The company’s net earnings were $7.8 million, or 52 cents per share, down from $8.0 million, or 53 cents per share, a year earlier.
"We performed very well in the second quarter. Our sales set a new record for the quarter and earnings were at a near-record level. Excluding a one-time gain received in a settlement related to the company’s plant in Mexico in 2010, earnings increased over last year," said Richard Meeusen, chairman, president and chief executive officer of Badger Meter.
Meeusen said the record sales were driven by a significant increase in sales of specialty products, including Badger ORION radio transmitters for natural gas meters and Research Control valves. The second quarter also included sales from Remag AG, which was acquired in January 2011.
"Sales in the municipal water market were down in the second quarter over the prior year, reflecting the continuation of many of the same conditions we saw in the first quarter. Concerns about potential spending reductions have slowed the decision-making process for some municipalities and housing starts remain low. In addition, we believe some customers are waiting for the release of the Badger ORION SE two-way advanced metering analytics (AMA) system, which is scheduled for full rollout in the third quarter. ORION SE is a major new technology advancement that takes the industry to a new level. We believe some customers are taking time to evaluate this new technology in advance of the full rollout. Our experience has been that once a thorough analysis is completed, customers move ahead with orders," Meeusen said.

Growth continues for Pinstripe

Brookfield-based Pinstripe Inc., one of the nation’s leading recruitment process outsourcing (RPO) firms, announced record growth during 2010 and the first two quarters of 2011.
The company said its results are a product of the organization’s strategic investments in top talent and an exclusive technology platform that will continue to enhance service to its client base by fostering a more strategically customized candidate and client experience.

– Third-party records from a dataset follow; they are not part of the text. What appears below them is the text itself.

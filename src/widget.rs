use eframe::egui::{Button, Color32, Label, RichText, Rounding};

pub fn get_ecg_value_label(value: Option<i16>) -> Label {
    let text = match value {
        Some(value) => format!("ECG: {value}"),
        None => "ECG: --".to_string(),
    };
    let live_ecg_text = RichText::new(text)
        .color(Color32::RED)
        .background_color(Color32::WHITE)
        .size(40.0);

    Label::new(live_ecg_text)
}

pub fn get_control_button(text: &str) -> Button<'static> {
    let text = RichText::new(text.to_string())
        .color(Color32::WHITE)
        .size(20.0);

    Button::new(text)
        .fill(Color32::BLUE)
        .rounding(Rounding::same(8.0))
}

pub fn get_active_device_frame(device_name: &str) -> Label {
    let device_text = RichText::new(device_name)
        .color(Color32::WHITE)
        .background_color(Color32::RED)
        .size(20.0);

    Label::new(device_text)
}

pub fn get_disconnect_device_button() -> Button<'static> {
    let text = RichText::new("DC")
        .color(Color32::RED)
        .background_color(Color32::WHITE)
        .size(20.0);

    Button::new(text)
        .fill(Color32::BLUE)
        .rounding(Rounding::same(8.0))
}

pub fn get_status_label(message: &str, is_error: bool) -> Label {
    let color = if is_error { Color32::RED } else { Color32::GREEN };
    Label::new(RichText::new(message).color(color).size(16.0))
}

“Last year’s analyst predictions for strong RPO growth in 2011 are coming to fruition, and I’m pleased to report that we continue to outpace this rapid market growth,” Pinstripe chief executive officer Sue Marks said. “Since January of 2011, Pinstripe has won or extended 15 contracts with current clients and organizations in the technology, advanced manufacturing, financial services and healthcare segments.”